- _ACTIVITY_: Within the material below, transcribe exactly the lines from the one holding "for theme in" through the one holding "let bars: Vec<_> = fig.bars().copied().collect();", keeping both ends and skipping the rest.

- _MATERIAL SHOWN_:
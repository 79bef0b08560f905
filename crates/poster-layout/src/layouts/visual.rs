use poster_core::models::document::PosterDocument;
use poster_core::models::theme::Theme;
use poster_core::visual::{
    BlockKind, BlockStyle, Border, Extent, FontWeight, Placement, SectionRole, TextAlign,
    TextStyle, VisualBlock,
};

use super::body;
use crate::constants::{CANVAS, grid_unit, span_width};
use crate::sections::{chart_section, column, section, spacer};

const PADDING: f64 = 48.0;
const GAP: f64 = 48.0;
const STACK_GAP: f64 = 40.0;

/// Four-column grid: narrow text columns either side of a double-width
/// centre that leads with the chart.
pub fn arrange(doc: &PosterDocument, theme: &Theme) -> VisualBlock {
    let unit = grid_unit(CANVAS.width, PADDING, GAP, 4);

    let chart_well = VisualBlock::new(BlockKind::Region, Placement::fill())
        .styled(
            BlockStyle::default()
                .border(Border::all(theme.colors.secondary, 8.0))
                .radius(8.0)
                .padding(16.0),
        )
        .with_children(vec![chart_section(doc, theme, Extent::Fill)]);

    body(
        PADDING,
        GAP,
        vec![
            column(
                unit,
                STACK_GAP,
                vec![
                    section(theme, SectionRole::Abstract, "Abstract", &doc.abstract_text),
                    section(theme, SectionRole::Introduction, "Introduction", &doc.introduction),
                    section(theme, SectionRole::Methods, "Methods", &doc.methods),
                ],
            ),
            column(
                span_width(unit, GAP, 2),
                STACK_GAP,
                vec![
                    chart_well,
                    section(theme, SectionRole::Results, "Results & Analysis", &doc.results),
                ],
            ),
            column(
                unit,
                STACK_GAP,
                vec![
                    section(theme, SectionRole::Discussion, "Discussion", &doc.discussion),
                    section(theme, SectionRole::Conclusions, "Conclusions", &doc.conclusions),
                    section(theme, SectionRole::References, "References", &doc.references),
                    spacer(),
                    contact_line(doc, theme),
                ],
            ),
        ],
    )
}

fn contact_line(doc: &PosterDocument, theme: &Theme) -> VisualBlock {
    let style = TextStyle::new(theme.fonts.body, 24.0, theme.colors.primary)
        .weight(FontWeight::Bold)
        .align(TextAlign::Center);
    VisualBlock::new(
        BlockKind::TextSection {
            role: SectionRole::Contact,
            heading: None,
            heading_band: None,
            paragraphs: vec![format!("{} | {}", doc.contact_name, doc.contact_email)],
            body: style,
        },
        Placement::auto(),
    )
}
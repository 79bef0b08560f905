use poster_core::models::document::PosterDocument;
use poster_core::models::theme::Theme;
use poster_core::visual::{
    BlockKind, BlockStyle, Border, Extent, FontWeight, Placement, SectionRole, TextAlign,
    TextRun, TextStyle, VisualBlock,
};

use super::body;
use crate::constants::{CANVAS, grid_unit};
use crate::sections::{chart_section, column, contact_lines, section, spacer};

const PADDING: f64 = 48.0;
const GAP: f64 = 64.0;
const STACK_GAP: f64 = 48.0;
pub const CHART_HEIGHT: f64 = 800.0;

/// Three equal columns; the chart sits mid-column two at a fixed height.
pub fn arrange(doc: &PosterDocument, theme: &Theme) -> VisualBlock {
    let unit = grid_unit(CANVAS.width, PADDING, GAP, 3);

    body(
        PADDING,
        GAP,
        vec![
            column(
                unit,
                STACK_GAP,
                vec![
                    section(theme, SectionRole::Abstract, "Abstract", &doc.abstract_text),
                    section(theme, SectionRole::Introduction, "Introduction", &doc.introduction),
                    section(theme, SectionRole::Methods, "Methods", &doc.methods),
                ],
            ),
            column(
                unit,
                STACK_GAP,
                vec![
                    section(theme, SectionRole::Results, "Results", &doc.results),
                    chart_section(doc, theme, Extent::Fixed(CHART_HEIGHT)),
                    section(theme, SectionRole::Discussion, "Discussion", &doc.discussion),
                ],
            ),
            column(
                unit,
                STACK_GAP,
                vec![
                    section(theme, SectionRole::Conclusions, "Conclusions", &doc.conclusions),
                    section(theme, SectionRole::References, "References", &doc.references),
                    spacer(),
                    contact_box(doc, theme),
                ],
            ),
        ],
    )
}

fn contact_box(doc: &PosterDocument, theme: &Theme) -> VisualBlock {
    let heading = TextStyle::new(theme.fonts.heading, 36.0, theme.colors.primary)
        .weight(FontWeight::Bold)
        .align(TextAlign::Center);
    let body = TextStyle::new(theme.fonts.body, 28.0, theme.colors.text).align(TextAlign::Center);

    VisualBlock::new(
        BlockKind::TextSection {
            role: SectionRole::Contact,
            heading: Some(TextRun::new("Contact Information", heading)),
            heading_band: None,
            paragraphs: contact_lines(doc),
            body,
        },
        Placement::auto(),
    )
    .styled(
        BlockStyle::default()
            .background(theme.colors.secondary)
            .border(Border::all(theme.colors.primary, 4.0))
            .radius(8.0)
            .padding(32.0)
            .gap(16.0),
    )
}
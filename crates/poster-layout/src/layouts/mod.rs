//! One arrangement function per [`LayoutId`]. Each returns the body
//! region, absolutely placed under the header.

mod classic;
mod cycle;
mod geometric;
mod research;
mod standard;
mod visual;

use poster_core::color::Color;
use poster_core::models::document::PosterDocument;
use poster_core::models::layout::LayoutId;
use poster_core::models::theme::Theme;
use poster_core::visual::{BlockKind, BlockStyle, Placement, VisualBlock};

use crate::constants::{BODY_HEIGHT, CANVAS, HEADER_HEIGHT};

pub use cycle::{arrow_color, materials_preview};

pub fn arrange(doc: &PosterDocument, theme: &Theme, layout: LayoutId) -> VisualBlock {
    match layout {
        LayoutId::Classic => classic::arrange(doc, theme),
        LayoutId::Standard => standard::arrange(doc, theme),
        LayoutId::Visual => visual::arrange(doc, theme),
        LayoutId::Cycle => cycle::arrange(doc, theme),
        LayoutId::Geometric => geometric::arrange(doc, theme),
        LayoutId::Research => research::arrange(doc, theme),
    }
}

/// The white body area below the header, laid out as a row of tracks.
fn body(padding: f64, gap: f64, children: Vec<VisualBlock>) -> VisualBlock {
    VisualBlock::new(
        BlockKind::Region,
        Placement::absolute(0.0, HEADER_HEIGHT, CANVAS.width, BODY_HEIGHT),
    )
    .styled(
        BlockStyle::default()
            .background(Color::WHITE)
            .padding(padding)
            .gap(gap)
            .row(),
    )
    .with_children(children)
}
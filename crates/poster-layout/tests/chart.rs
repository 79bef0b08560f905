use std::f64::consts::PI;

use poster_core::color::Color;
use poster_core::models::chart::{Chart, ChartKind, DataPoint};
use poster_core::visual::{BlockKind, ChartFigure, Shape, VisualBlock};
use poster_layout::chart::{NO_DATA, VISUAL_UNAVAILABLE, effective_max, format_value, pie_palette};
use poster_layout::constants::{BAR_PADDING, CHART_CANVAS, SERIES_PADDING};
use poster_layout::render_chart;
use poster_themes::{default_theme, get_theme, list_themes};

fn chart(kind: ChartKind, points: &[(&str, f64)]) -> Chart {
    Chart {
        kind,
        title: "Chart".to_string(),
        x_axis_label: "X".to_string(),
        y_axis_label: "Y".to_string(),
        data: points.iter().map(|(l, v)| DataPoint::new(*l, *v)).collect(),
        svg_content: None,
    }
}

fn figure(block: &VisualBlock) -> &ChartFigure {
    match &block.kind {
        BlockKind::ChartBlock(figure) => figure,
        other => panic!("expected a chart block, got {other:?}"),
    }
}

fn placeholder_text(block: &VisualBlock) -> Option<&str> {
    match &block.kind {
        BlockKind::Placeholder { lines } => lines.first().map(|l| l.text.as_str()),
        _ => None,
    }
}

#[test]
fn empty_data_is_a_placeholder_for_every_theme_and_kind() {
    for theme in list_themes() {
        for kind in [ChartKind::Bar, ChartKind::Line, ChartKind::Pie] {
            let block = render_chart(&chart(kind, &[]), theme);
            assert_eq!(placeholder_text(&block), Some(NO_DATA), "{kind:?} / {}", theme.id);
        }
    }
}

#[test]
fn effective_max_has_headroom_and_fallback() {
    let data = [DataPoint::new("a", 20.0), DataPoint::new("b", 5.0)];
    assert!((effective_max(&data) - 22.0).abs() < 1e-9);
    assert_eq!(effective_max(&[]), 100.0);
    assert_eq!(effective_max(&[DataPoint::new("z", 0.0)]), 100.0);
    assert_eq!(effective_max(&[DataPoint::new("n", -4.0)]), 100.0);
}

#[test]
fn bar_heights_follow_values() {
    let block = render_chart(
        &chart(ChartKind::Bar, &[("A", 10.0), ("B", 20.0), ("C", 15.0)]),
        default_theme(),
    );
    let fig = figure(&block);
    assert_eq!(fig.padding, BAR_PADDING);
    assert!((fig.effective_max.unwrap() - 22.0).abs() < 1e-9);

    let heights: Vec<f64> = fig.bars().map(|r| r.h).collect();
    assert_eq!(heights.len(), 3);
    let plot = fig.plot_height();
    assert_eq!(plot, 340.0);
    assert!((heights[1] - plot * 20.0 / 22.0).abs() < 1e-9);
    assert!((heights[0] / heights[1] - 0.5).abs() < 1e-9);
    assert!((heights[2] / heights[1] - 0.75).abs() < 1e-9);

    for bar in fig.bars() {
        assert!((bar.bottom() - (BAR_PADDING.top + plot)).abs() < 1e-9);
    }
}

#[test]
fn bar_slots_split_sixty_forty() {
    let block = render_chart(&chart(ChartKind::Bar, &[("A", 1.0), ("B", 2.0)]), default_theme());
    let bars: Vec<_> = figure(&block).bars().copied().collect();
    let slot = (CHART_CANVAS.width - BAR_PADDING.left - BAR_PADDING.right) / 2.0;
    assert!((bars[0].w - slot * 0.6).abs() < 1e-9);
    assert!((bars[0].x - (BAR_PADDING.left + slot * 0.2)).abs() < 1e-9);
    assert!((bars[1].x - bars[0].x - slot).abs() < 1e-9);
}

#[test]
fn negative_bars_hang_below_the_axis() {
    let block = render_chart(&chart(ChartKind::Bar, &[("A", 10.0), ("B", -5.0)]), default_theme());
    let fig = figure(&block);
    let axis = BAR_PADDING.top + fig.plot_height();
    let bars: Vec<_> = fig.bars().copied().collect();
    assert!((bars[1].y - axis).abs() < 1e-9);
    assert!(bars[1].h > 0.0);
}

#[test]
fn grid_ticks_are_rounded_fractions_of_max() {
    let block = render_chart(
        &chart(
            ChartKind::Bar,
            &[("Control", 15.0), ("Variable A", 45.0), ("Variable B", 32.0), ("Variable C", 88.0)],
        ),
        default_theme(),
    );
    let labels: Vec<&str> = figure(&block).labels().collect();
    for tick in ["0", "24", "48", "73", "97"] {
        assert!(labels.contains(&tick), "missing tick {tick} in {labels:?}");
    }
    assert!(labels.contains(&"88"));
    assert!(labels.contains(&"Variable C"));
}

#[test]
fn single_point_line_starts_at_the_left_edge() {
    let block = render_chart(&chart(ChartKind::Line, &[("Only", 7.0)]), default_theme());
    let fig = figure(&block);
    assert_eq!(fig.padding, SERIES_PADDING);

    let circle = fig
        .elements
        .iter()
        .find_map(|s| match s {
            Shape::Circle { cx, cy, .. } => Some((*cx, *cy)),
            _ => None,
        })
        .unwrap();
    assert_eq!(circle.0, SERIES_PADDING.left);
    assert!(circle.1.is_finite());
}

#[test]
fn line_points_are_evenly_spaced() {
    let block = render_chart(
        &chart(ChartKind::Line, &[("a", 1.0), ("b", 2.0), ("c", 3.0)]),
        default_theme(),
    );
    let points = figure(&block)
        .elements
        .iter()
        .find_map(|s| match s {
            Shape::Polyline { points, .. } => Some(points.clone()),
            _ => None,
        })
        .unwrap();
    assert_eq!(points.len(), 3);
    assert_eq!(points[0].0, 100.0);
    assert_eq!(points[1].0, 430.0);
    assert_eq!(points[2].0, 760.0);
}

#[test]
fn zero_total_pie_is_a_placeholder() {
    let block = render_chart(&chart(ChartKind::Pie, &[("a", 0.0), ("b", 0.0)]), default_theme());
    assert_eq!(placeholder_text(&block), Some(NO_DATA));
}

#[test]
fn overflowing_scale_is_a_placeholder() {
    for kind in [ChartKind::Bar, ChartKind::Line] {
        let block = render_chart(&chart(kind, &[("A", f64::MAX), ("B", 1.0)]), default_theme());
        assert_eq!(placeholder_text(&block), Some(NO_DATA));
    }
    let pie = render_chart(
        &chart(ChartKind::Pie, &[("A", f64::MAX), ("B", f64::MAX)]),
        default_theme(),
    );
    assert_eq!(placeholder_text(&pie), Some(NO_DATA));
}

#[test]
fn negative_pie_is_a_placeholder() {
    let block = render_chart(&chart(ChartKind::Pie, &[("a", 5.0), ("b", -1.0)]), default_theme());
    assert_eq!(placeholder_text(&block), Some(NO_DATA));
}

#[test]
fn pie_slices_cover_the_circle_and_cycle_colors() {
    let theme = get_theme("ocean").unwrap();
    let points: Vec<(&str, f64)> = vec![
        ("a", 1.0),
        ("b", 1.0),
        ("c", 1.0),
        ("d", 1.0),
        ("e", 1.0),
        ("f", 1.0),
    ];
    let block = render_chart(&chart(ChartKind::Pie, &points), theme);
    let fig = figure(&block);

    let total: f64 = fig.wedges().filter_map(Shape::sweep).sum();
    assert!((total - 2.0 * PI).abs() < 1e-9);

    let fills: Vec<Color> = fig
        .wedges()
        .filter_map(|s| match s {
            Shape::Wedge { fill, .. } => Some(*fill),
            _ => None,
        })
        .collect();
    let palette = pie_palette(theme);
    assert_eq!(fills[0], theme.colors.accent);
    assert_eq!(fills[4], palette[4]);
    assert_eq!(fills[5], fills[0]);

    let labels: Vec<&str> = fig.labels().collect();
    assert!(labels.contains(&"17%"));
    assert!(labels.contains(&"a (1)"));
}

#[test]
fn pie_first_slice_starts_at_zero() {
    let block = render_chart(&chart(ChartKind::Pie, &[("a", 3.0), ("b", 1.0)]), default_theme());
    match figure(&block).wedges().next().unwrap() {
        Shape::Wedge { start, end, .. } => {
            assert_eq!(*start, 0.0);
            assert!((end - 1.5 * PI).abs() < 1e-9);
        }
        _ => unreachable!(),
    }
}

#[test]
fn generic_visual_is_sanitized_before_embedding() {
    let mut c = chart(ChartKind::Generic, &[]);
    c.svg_content = Some("<svg><circle r=\"4\" onclick=\"x()\"/></svg>".to_string());
    let block = render_chart(&c, default_theme());
    let fig = figure(&block);
    match &fig.elements[0] {
        Shape::Markup { markup } => {
            assert!(markup.as_str().contains("<circle r=\"4\"/>"));
            assert!(!markup.as_str().contains("onclick"));
        }
        other => panic!("expected markup, got {other:?}"),
    }
}

#[test]
fn rejected_generic_visual_degrades_to_placeholder() {
    let mut c = chart(ChartKind::Generic, &[]);
    c.svg_content = Some("<svg><script>steal()</script></svg>".to_string());
    let block = render_chart(&c, default_theme());
    assert_eq!(placeholder_text(&block), Some(VISUAL_UNAVAILABLE));
}

#[test]
fn value_formatting_drops_trailing_zeroes() {
    assert_eq!(format_value(15.0), "15");
    assert_eq!(format_value(0.5), "0.5");
    assert_eq!(format_value(-3.25), "-3.25");
}

#[test]
fn bar_title_is_larger_than_series_title() {
    let bar = render_chart(&chart(ChartKind::Bar, &[("a", 1.0)]), default_theme());
    let line = render_chart(&chart(ChartKind::Line, &[("a", 1.0)]), default_theme());
    assert_eq!(figure(&bar).title.style.size, 32.0);
    assert_eq!(figure(&line).title.style.size, 28.0);
}
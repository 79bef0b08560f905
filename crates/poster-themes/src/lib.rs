//! poster-themes
//!
//! The fixed theme catalog and the theme-to-motif table. Pure data; no AWS
//! dependency. Themes are `'static` constants, selected by id.

pub mod catalog;
pub mod error;
pub mod motif;

use poster_core::models::theme::{Theme, ThemeSummary};

use error::ThemeError;

/// All themes in display order.
pub fn list_themes() -> &'static [Theme] {
    &catalog::THEMES
}

/// The first theme in the catalog.
pub fn default_theme() -> &'static Theme {
    &catalog::THEMES[0]
}

/// Look up a theme by id.
pub fn get_theme(id: &str) -> Option<&'static Theme> {
    catalog::THEMES.iter().find(|t| t.id == id)
}

/// Look up a theme by id, failing on ids outside the catalog.
pub fn require_theme(id: &str) -> Result<&'static Theme, ThemeError> {
    get_theme(id).ok_or_else(|| ThemeError::UnknownTheme(id.to_string()))
}

/// Id/name pairs for a picker.
pub fn theme_summaries() -> Vec<ThemeSummary> {
    list_themes().iter().map(Theme::summary).collect()
}

/// The catalog as JSON, for frontends that style their own widgets.
pub fn catalog_json() -> Result<String, ThemeError> {
    Ok(serde_json::to_string_pretty(list_themes())?)
}
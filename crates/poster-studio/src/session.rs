//! The editing session: one document store plus the background work that
//! feeds it (content generation) or reads from it (export).

use std::sync::{Arc, Mutex as StdMutex, PoisonError};

use poster_bedrock::error::GenerationError;
use poster_bedrock::generator::ContentGenerator;
use poster_core::models::generation::GenerationTransaction;
use poster_export::deck::{DeckBuilder, export_deck};
use poster_export::page::ExportArtifact;
use poster_export::raster::{Rasterizer, export_pdf};
use tokio::sync::Mutex;
use tokio::task::AbortHandle;
use tracing::{info, warn};

use crate::error::StoreError;
use crate::store::DocumentStore;

pub struct EditingSession {
    store: Arc<Mutex<DocumentStore>>,
    /// `None` when the startup credential check failed.
    generator: Option<Arc<dyn ContentGenerator>>,
    pending: StdMutex<Option<AbortHandle>>,
}

impl EditingSession {
    pub fn new(store: DocumentStore, generator: Option<Arc<dyn ContentGenerator>>) -> Self {
        Self {
            store: Arc::new(Mutex::new(store)),
            generator,
            pending: StdMutex::new(None),
        }
    }

    pub fn store(&self) -> Arc<Mutex<DocumentStore>> {
        Arc::clone(&self.store)
    }

    pub fn can_generate(&self) -> bool {
        self.generator.is_some()
    }

    pub fn is_generating(&self) -> bool {
        self.pending
            .lock()
            .unwrap_or_else(PoisonError::into_inner)
            .is_some()
    }

    /// Abort the pending generation request. Returns `false` when there
    /// was nothing to cancel.
    pub fn cancel_generation(&self) -> bool {
        let pending = self.pending.lock().unwrap_or_else(PoisonError::into_inner);
        match pending.as_ref() {
            Some(handle) => {
                handle.abort();
                info!("generation cancel requested");
                true
            }
            None => false,
        }
    }

    /// Generate content from `notes` and merge it into the document.
    ///
    /// Only one request may be pending. The partial is merged into the
    /// document as it is when the response arrives, so edits made while
    /// waiting are kept for every field the model did not produce.
    pub async fn generate(&self, notes: &str) -> Result<GenerationTransaction, StoreError> {
        let notes = notes.trim();
        if notes.is_empty() {
            return Err(StoreError::EmptyPrompt);
        }
        let generator = self.generator.clone().ok_or_else(|| {
            GenerationError::MissingCredentials("credential check failed at startup".to_string())
        })?;

        let task = {
            let mut pending = self.pending.lock().unwrap_or_else(PoisonError::into_inner);
            if pending.is_some() {
                return Err(StoreError::GenerationInFlight);
            }
            let notes = notes.to_string();
            let task = tokio::spawn(async move { generator.generate(&notes).await });
            *pending = Some(task.abort_handle());
            task
        };
        let guard = PendingGuard {
            pending: &self.pending,
        };

        let joined = task.await;
        drop(guard);

        let result = match joined {
            Ok(Ok(result)) => result,
            Ok(Err(e)) => {
                warn!(error = %e, retryable = e.is_retryable(), "generation failed");
                return Err(e.into());
            }
            Err(e) if e.is_cancelled() => {
                info!("generation cancelled");
                return Err(GenerationError::Cancelled.into());
            }
            Err(e) => return Err(StoreError::Task(e.to_string())),
        };

        self.store.lock().await.merge_generated(result.content);
        Ok(result.transaction)
    }

    /// Rasterize the current poster into `science-poster.pdf`.
    pub async fn export_pdf(
        &self,
        rasterizer: Arc<dyn Rasterizer>,
    ) -> Result<ExportArtifact, StoreError> {
        let tree = self.store.lock().await.render();
        let artifact =
            tokio::task::spawn_blocking(move || export_pdf(&tree, rasterizer.as_ref()))
                .await
                .map_err(|e| StoreError::Task(e.to_string()))??;
        Ok(artifact)
    }

    /// Build the slide deck for the current document and layout.
    pub async fn export_deck(
        &self,
        builder: Arc<dyn DeckBuilder>,
    ) -> Result<ExportArtifact, StoreError> {
        let (document, theme, layout) = {
            let store = self.store.lock().await;
            (store.document().clone(), store.theme(), store.layout())
        };
        let artifact = tokio::task::spawn_blocking(move || {
            export_deck(&document, theme, layout, builder.as_ref())
        })
        .await
        .map_err(|e| StoreError::Task(e.to_string()))??;
        Ok(artifact)
    }
}

/// Clears the pending slot and aborts the task if the caller stops waiting.
struct PendingGuard<'a> {
    pending: &'a StdMutex<Option<AbortHandle>>,
}

impl Drop for PendingGuard<'_> {
    fn drop(&mut self) {
        let mut pending = self.pending.lock().unwrap_or_else(PoisonError::into_inner);
        if let Some(handle) = pending.take() {
            handle.abort();
        }
    }
}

- _ANSWER AREA_:
    for theme in list_themes() {
        for kind in [ChartKind::Bar, ChartKind::Line, ChartKind::Pie] {
            let block = render_chart(&chart(kind, &[]), theme);
            assert_eq!(placeholder_text(&block), Some(NO_DATA), "{kind:?} / {}", theme.id);
        }
    }
}

#[test]
fn effective_max_has_headroom_and_fallback() {
    let data = [DataPoint::new("a", 20.0), DataPoint::new("b", 5.0)];
    assert!((effective_max(&data) - 22.0).abs() < 1e-9);
    assert_eq!(effective_max(&[]), 100.0);
    assert_eq!(effective_max(&[DataPoint::new("z", 0.0)]), 100.0);
    assert_eq!(effective_max(&[DataPoint::new("n", -4.0)]), 100.0);
}

#[test]
fn bar_heights_follow_values() {
    let block = render_chart(
        &chart(ChartKind::Bar, &[("A", 10.0), ("B", 20.0), ("C", 15.0)]),
        default_theme(),
    );
    let fig = figure(&block);
    assert_eq!(fig.padding, BAR_PADDING);
    assert!((fig.effective_max.unwrap() - 22.0).abs() < 1e-9);

    let heights: Vec<f64> = fig.bars().map(|r| r.h).collect();
    assert_eq!(heights.len(), 3);
    let plot = fig.plot_height();
    assert_eq!(plot, 340.0);
    assert!((heights[1] - plot * 20.0 / 22.0).abs() < 1e-9);
    assert!((heights[0] / heights[1] - 0.5).abs() < 1e-9);
    assert!((heights[2] / heights[1] - 0.75).abs() < 1e-9);

    for bar in fig.bars() {
        assert!((bar.bottom() - (BAR_PADDING.top + plot)).abs() < 1e-9);
    }
}

#[test]
fn bar_slots_split_sixty_forty() {
    let block = render_chart(&chart(ChartKind::Bar, &[("A", 1.0), ("B", 2.0)]), default_theme());
    let bars: Vec<_> = figure(&block).bars().copied().collect();
    let slot = (CHART_CANVAS.width - BAR_PADDING.left - BAR_PADDING.right) / 2.0;
    assert!((bars[0].w - slot * 0.6).abs() < 1e-9);
    assert!((bars[0].x - (BAR_PADDING.left + slot * 0.2)).abs() < 1e-9);
    assert!((bars[1].x - bars[0].x - slot).abs() < 1e-9);
}

#[test]
fn negative_bars_hang_below_the_axis() {
    let block = render_chart(&chart(ChartKind::Bar, &[("A", 10.0), ("B", -5.0)]), default_theme());
    let fig = figure(&block);
    let axis = BAR_PADDING.top + fig.plot_height();
    let bars: Vec<_> = fig.bars().copied().collect();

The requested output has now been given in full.